Sunday, October 7, 2012

A Behind the Scenes Glimpse

People always wonder what an art dealer does besides buy and sell.  The first, of course, is necessary and the second is fervently sought after but there are many other demands on our time.

Much of that occurs in fielding inquiries which we often enjoy doing but in the last 15 or so years a great deal is in provenance research.  For me it started in 1996 as we were about to go into a gallery exhibition opening the director of the Metropolitan Museum at the time stopped me.  He said to me “You sold that small wooden renaissance sculpture of the Madonna and Child attributed to Nicolaus Gerhaert von Leiden that the Met just acquired and we want you to write up it’s provenance for us”.  I said, “Philippe we sold that in 1947 (when I was 3 years old) for $3,000 and the Met just paid a reported $3 million and you want me to do the research on the piece?”  He replied that $3,000 then was the equivalent of $3 million in 1996.  Well, Philippe de Montebello was not considered the great museum director that he was for his currency conversion skills and I thought he was teasing me.  But sure enough the next day I had a phone call from the chairman of the Medieval department, William Wixom, at the Metropolitan making the same request.  It was not as if I could say “no” so I went to our warehouse archives and dug out the papers from the Vienna Rothschilds giving the details on the original purchase and sale.

This was the very beginning of the search for Nazi War Loot.  The art that the Nazis seized during World War II and that had not found it’s way back to its rightful owners.  The period in question are the years that Hitler was in power from 1933 to 1945.  Luckily, we have archival material but since the firm had to first leave Germany in a hurry, and then leave the Netherlands even quicker, much was lost.

If this happened once in a great while it would not be so difficult, but this summer more than 15 years later I have received one or two enquiries a week, and often from museum individuals who have not done the basic research, such as finding their original invoice which might have the information they are looking for right there in front of them.  I also had an enquiry recently from an auction house that wanted me to do research on the possibility that since we had handled works of art from the Rothschilds, it was not impossible that we might have handled this specific painting as well (we hadn’t).  Philippe de Montebello had an expression that I always loved.  He would say that he did certain things for “proven friends of the museum” and I like to subscribe to a similar code.

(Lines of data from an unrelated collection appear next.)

pub mod cli;
pub mod config;
pub mod coordinator;
pub mod db;
pub mod errors;
pub mod filter;
pub mod models;
pub mod repository;
pub mod selection;
pub mod sink;
pub mod site;

use crate::cli::{parse_command, Command};
use crate::config::SiteConfig;
use crate::coordinator::{FilterCoordinator, ViewSink};
use crate::db::PreferenceStore;
use crate::errors::{AppError, AppResult};
use crate::models::ColorScheme;
use crate::repository::ProjectRepository;
use crate::sink::{JsonLinesSink, ViewMessage};
use crate::site::contact::{build_mailto, parse_fields};
use crate::site::nav::{build_nav, Location};
use crate::site::profile::{fetch_profile, profile_url};
use crate::site::theme::{restore_color_scheme, save_color_scheme, theme_options};
use std::io::Write;
use std::path::Path;
use tokio::io::{AsyncBufReadExt, BufReader};
use tracing_appender::non_blocking::WorkerGuard;

static LOG_GUARD: std::sync::OnceLock<WorkerGuard> = std::sync::OnceLock::new();

/// Everything a page needs for the lifetime of the session.
pub struct Site {
    pub config: SiteConfig,
    pub repository: ProjectRepository,
    pub coordinator: FilterCoordinator,
    pub preferences: PreferenceStore,
}

impl Site {
    pub async fn load(config: SiteConfig, preferences: PreferenceStore) -> Self {
        let repository = ProjectRepository::fetch_or_empty(&config.projects_path).await;
        let coordinator = FilterCoordinator::new(repository.clone());
        Self {
            config,
            repository,
            coordinator,
            preferences,
        }
    }

    /// Handles one command. Returns `false` once the session should end.
    pub async fn handle<W: Write>(&mut self, command: Command, sink: &mut JsonLinesSink<W>) -> AppResult<bool> {
        match command {
            Command::Filter(event) => {
                self.coordinator.dispatch(event, sink);
            }
            Command::Latest => {
                sink.render(self.repository.latest(self.config.latest_count), "Latest Projects");
            }
            Command::Nav { host, pathname } => {
                let links = build_nav(
                    &self.config.nav_pages(),
                    &Location::new(&host, &pathname),
                    &self.config.base_path,
                );
                sink.send(&ViewMessage::Nav { links: &links })?;
            }
            Command::Theme(None) => {
                let scheme = restore_color_scheme(&self.preferences)?;
                self.send_theme(scheme, sink)?;
            }
            Command::Theme(Some(scheme)) => {
                save_color_scheme(&self.preferences, scheme)?;
                self.send_theme(scheme, sink)?;
            }
            Command::Contact(raw) => {
                let url = build_mailto(&self.config.contact_action, &parse_fields(&raw));
                sink.send(&ViewMessage::Navigate { url: &url })?;
            }
            Command::Profile => {
                let Some(path) = self.config.profile_path.clone() else {
                    let hint = match self.config.github_username.as_deref() {
                        Some(username) => format!("no profilePath configured; fetch {}", profile_url(username)),
                        None => "no profilePath configured".to_string(),
                    };
                    return Err(AppError::NotFound(hint));
                };
                let profile = fetch_profile(&path).await?;
                sink.send(&ViewMessage::Profile { profile: &profile })?;
            }
            Command::Quit => return Ok(false),
        }
        Ok(true)
    }

    pub fn send_theme<W: Write>(&self, scheme: ColorScheme, sink: &mut JsonLinesSink<W>) -> std::io::Result<()> {
        let options = theme_options(self.config.prefers_dark);
        sink.send(&ViewMessage::Theme {
            scheme: scheme.as_str(),
            options: &options,
        })
    }
}

pub fn run() {
    let result = build_runtime().and_then(|runtime| runtime.block_on(serve()));
    if let Err(error) = result {
        eprintln!("{}", error);
        std::process::exit(1);
    }
}

fn build_runtime() -> AppResult<tokio::runtime::Runtime> {
    tokio::runtime::Builder::new_current_thread()
        .enable_all()
        .build()
        .map_err(|error| AppError::Internal(format!("failed to start runtime: {}", error)))
}

async fn serve() -> AppResult<()> {
    let config = SiteConfig::load_from_env()?;
    std::fs::create_dir_all(&config.data_dir)?;
    init_tracing(&config.log_dir(), &config.log_filter)?;

    let preferences = PreferenceStore::new(&config.preferences_path())?;
    let mut site = Site::load(config, preferences).await;
    let mut sink = JsonLinesSink::new(std::io::stdout());

    let scheme = restore_color_scheme(&site.preferences)?;
    site.send_theme(scheme, &mut sink)?;
    site.coordinator.refresh(&mut sink);

    let mut lines = BufReader::new(tokio::io::stdin()).lines();
    while !sink.is_closed() {
        let Some(line) = lines.next_line().await? else {
            break;
        };
        if line.trim().is_empty() {
            continue;
        }
        let command = match parse_command(&line) {
            Ok(command) => command,
            Err(message) => {
                if let Err(error) = sink.send(&ViewMessage::Error { message: &message }) {
                    tracing::warn!(error = %error, "failed to report bad command");
                }
                continue;
            }
        };
        match site.handle(command, &mut sink).await {
            Ok(true) => {}
            Ok(false) => break,
            Err(_) if sink.is_closed() => break,
            Err(error) => {
                tracing::warn!(error = %error, "command failed");
                if let Err(error) = sink.send(&ViewMessage::Error {
                    message: &error.to_string(),
                }) {
                    tracing::warn!(error = %error, "failed to report command failure");
                }
            }
        }
    }

    tracing::info!("session ended");
    Ok(())
}

fn init_tracing(log_dir: &Path, default_filter: &str) -> AppResult<()> {
    std::fs::create_dir_all(log_dir)?;
    let file_appender = tracing_appender::rolling::daily(log_dir, "portfolio.log");
    let (non_blocking, guard) = tracing_appender::non_blocking(file_appender);
    let _ = LOG_GUARD.set(guard);

    tracing_subscriber::fmt()
        .with_env_filter(
            tracing_subscriber::EnvFilter::try_from_default_env()
                .unwrap_or_else(|_| tracing_subscriber::EnvFilter::new(default_filter)),
        )
        .json()
        .with_writer(non_blocking)
        .try_init()
        .map_err(|error| AppError::Internal(error.to_string()))
}

#[cfg(test)]
mod tests {
    use super::build_runtime;

    #[test]
    fn runtime_builds_without_panicking() {
        let runtime = build_runtime().expect("runtime");
        assert_eq!(runtime.block_on(async { 2 + 2 }), 4);
    }
}
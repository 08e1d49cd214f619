use crate::models::YearGroup;
use serde::{Deserialize, Serialize};

/// User input that can change what the projects view shows.
#[derive(Debug, Clone, PartialEq, Eq)]
pub enum FilterEvent {
    /// Search box contents changed.
    QueryChanged(String),
    /// A chart wedge or legend entry was clicked, by position in the last drawn chart.
    WedgeClicked(usize),
    /// Drop both the query and the year selection.
    Cleared,
}

/// Search text plus the selected year.
///
/// The selection is keyed by year value; chart positions are only used to
/// resolve a click against the groups that were on screen at the time.
#[derive(Debug, Clone, Default, PartialEq, Eq, Serialize, Deserialize)]
#[serde(rename_all = "camelCase")]
pub struct SelectionState {
    query: String,
    selected_year: Option<i32>,
}

impl SelectionState {
    pub fn new() -> Self {
        Self::default()
    }

    pub fn query(&self) -> &str {
        &self.query
    }

    pub fn selected_year(&self) -> Option<i32> {
        self.selected_year
    }

    pub fn with_query(self, query: impl Into<String>) -> Self {
        Self {
            query: query.into(),
            ..self
        }
    }

    pub fn with_selected_year(self, selected_year: Option<i32>) -> Self {
        Self { selected_year, ..self }
    }

    /// Applies a click on wedge `index` of `groups`: selects its year, or
    /// clears the selection when that year is already selected. An index
    /// outside `groups` clears the selection.
    pub fn toggle_wedge(self, index: usize, groups: &[YearGroup]) -> Self {
        let selected_year = match groups.get(index) {
            Some(group) if self.selected_year == Some(group.year) => None,
            Some(group) => Some(group.year),
            None => {
                tracing::warn!(index, groups = groups.len(), "wedge index out of range; clearing year selection");
                None
            }
        };
        Self { selected_year, ..self }
    }

    pub fn apply(self, event: FilterEvent, groups: &[YearGroup]) -> Self {
        match event {
            FilterEvent::QueryChanged(query) => self.with_query(query),
            FilterEvent::WedgeClicked(index) => self.toggle_wedge(index, groups),
            FilterEvent::Cleared => Self::new(),
        }
    }

    /// Position of the selected year within `groups`, if it is drawn there.
    pub fn selected_index(&self, groups: &[YearGroup]) -> Option<usize> {
        let year = self.selected_year?;
        groups.iter().position(|group| group.year == year)
    }
}
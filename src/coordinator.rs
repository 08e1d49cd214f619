use crate::filter::{aggregate_by_year, filter_by_text};
use crate::models::{Project, YearGroup};
use crate::repository::{projects_heading, ProjectRepository};
use crate::selection::{FilterEvent, SelectionState};
use serde::Serialize;

/// Receives recomputed views. Each call replaces whatever was drawn before.
pub trait ViewSink {
    fn render(&mut self, visible: &[Project], title: &str);
    fn draw_chart(&mut self, groups: &[YearGroup], selected: Option<usize>);
}

/// Everything the projects page shows for one selection state.
#[derive(Debug, Clone, PartialEq, Eq, Serialize)]
#[serde(rename_all = "camelCase")]
pub struct FilterView {
    pub visible: Vec<Project>,
    pub title: String,
    /// Wedges, aggregated over the text-filtered projects.
    pub year_groups: Vec<YearGroup>,
    pub selected_index: Option<usize>,
}

impl FilterView {
    pub fn emit(&self, sink: &mut dyn ViewSink) {
        sink.render(&self.visible, &self.title);
        sink.draw_chart(&self.year_groups, self.selected_index);
    }
}

/// Visible set for `state`: the text filter AND the selected year.
pub fn recompute(projects: &[Project], state: &SelectionState) -> FilterView {
    let matching = filter_by_text(projects, state.query());
    let year_groups = aggregate_by_year(matching.iter().copied());
    let visible: Vec<Project> = matching
        .into_iter()
        .filter(|project| match state.selected_year() {
            Some(year) => project.year == Some(year),
            None => true,
        })
        .cloned()
        .collect();

    FilterView {
        title: projects_heading(visible.len()),
        selected_index: state.selected_index(&year_groups),
        visible,
        year_groups,
    }
}

/// Owns the selection for the projects page and pushes every recompute to a sink.
#[derive(Debug, Clone)]
pub struct FilterCoordinator {
    repository: ProjectRepository,
    state: SelectionState,
    view: FilterView,
}

impl FilterCoordinator {
    pub fn new(repository: ProjectRepository) -> Self {
        let state = SelectionState::new();
        let view = recompute(repository.all(), &state);
        Self {
            repository,
            state,
            view,
        }
    }

    pub fn state(&self) -> &SelectionState {
        &self.state
    }

    pub fn view(&self) -> &FilterView {
        &self.view
    }

    /// Emits the current view without changing state, as on page load.
    pub fn refresh(&self, sink: &mut dyn ViewSink) {
        self.view.emit(sink);
    }

    pub fn dispatch(&mut self, event: FilterEvent, sink: &mut dyn ViewSink) -> &FilterView {
        tracing::debug!(event = ?event, "filter event");
        let state = std::mem::take(&mut self.state);
        self.state = state.apply(event, &self.view.year_groups);
        self.view = recompute(self.repository.all(), &self.state);
        tracing::debug!(
            query = self.state.query(),
            selected_year = ?self.state.selected_year(),
            visible = self.view.visible.len(),
            "projects view recomputed"
        );
        self.view.emit(sink);
        &self.view
    }
}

If I am asked by a curator I know who has been helpful to us in the past I usually do the research without complaint but if it is a person hired by the museum just to do this kind of work and they do not even know where to start, if it was acquired more than a decade ago, considering the time involved on my or my staff’s part, I will tell them that I charge $250 for each search whether I turn something up or not.  I had several curators at one museum who kept pestering me with provenance questions urge me to continue to charge because they felt badly about how many times they came back to the well.

It has been suggested to me by lawyers and family that if we no longer had the archive we would no longer have to look anything up, but then you can become the victim of suspicion that you cannot prove is wrong, even though you are sure it is.  In all but one case we have been able to prove the provenance of every work of art, and that was not a question of Nazi War Loot but a piece of porcelain stolen from a European museum a few years after WWII that we had purchased from a long-time European colleague. We settled reasonably and amicably with the museum.

Another example of the typically frustrating enquiry occurred several years ago regarding a set of paintings by an 18th century Italian artist that had been sold by a German Jewish banker living in Switzerland and our German Jewish firm in Amsterdam at the time.  The banker owned this group of works and he gave these to our firm on consignment against a loan with a right to sell.  We succeeded in selling them to museums and private collectors in the States.  Suddenly his nephew appears 60 years later and says that his uncle’s pictures constituted Nazi war loot!  By a total fluke the documentation had been saved from the archives in Holland and was in our archive.  All the details were there, including the consignment/loan agreements and bank drafts.  On top of this the brother of the owner lived in Amsterdam at the time and oversaw the entire transaction!

While there are many legitimate claims regarding Nazi War Loot, a claim alone is not sufficient and I am glad that I can back up my family’s good name.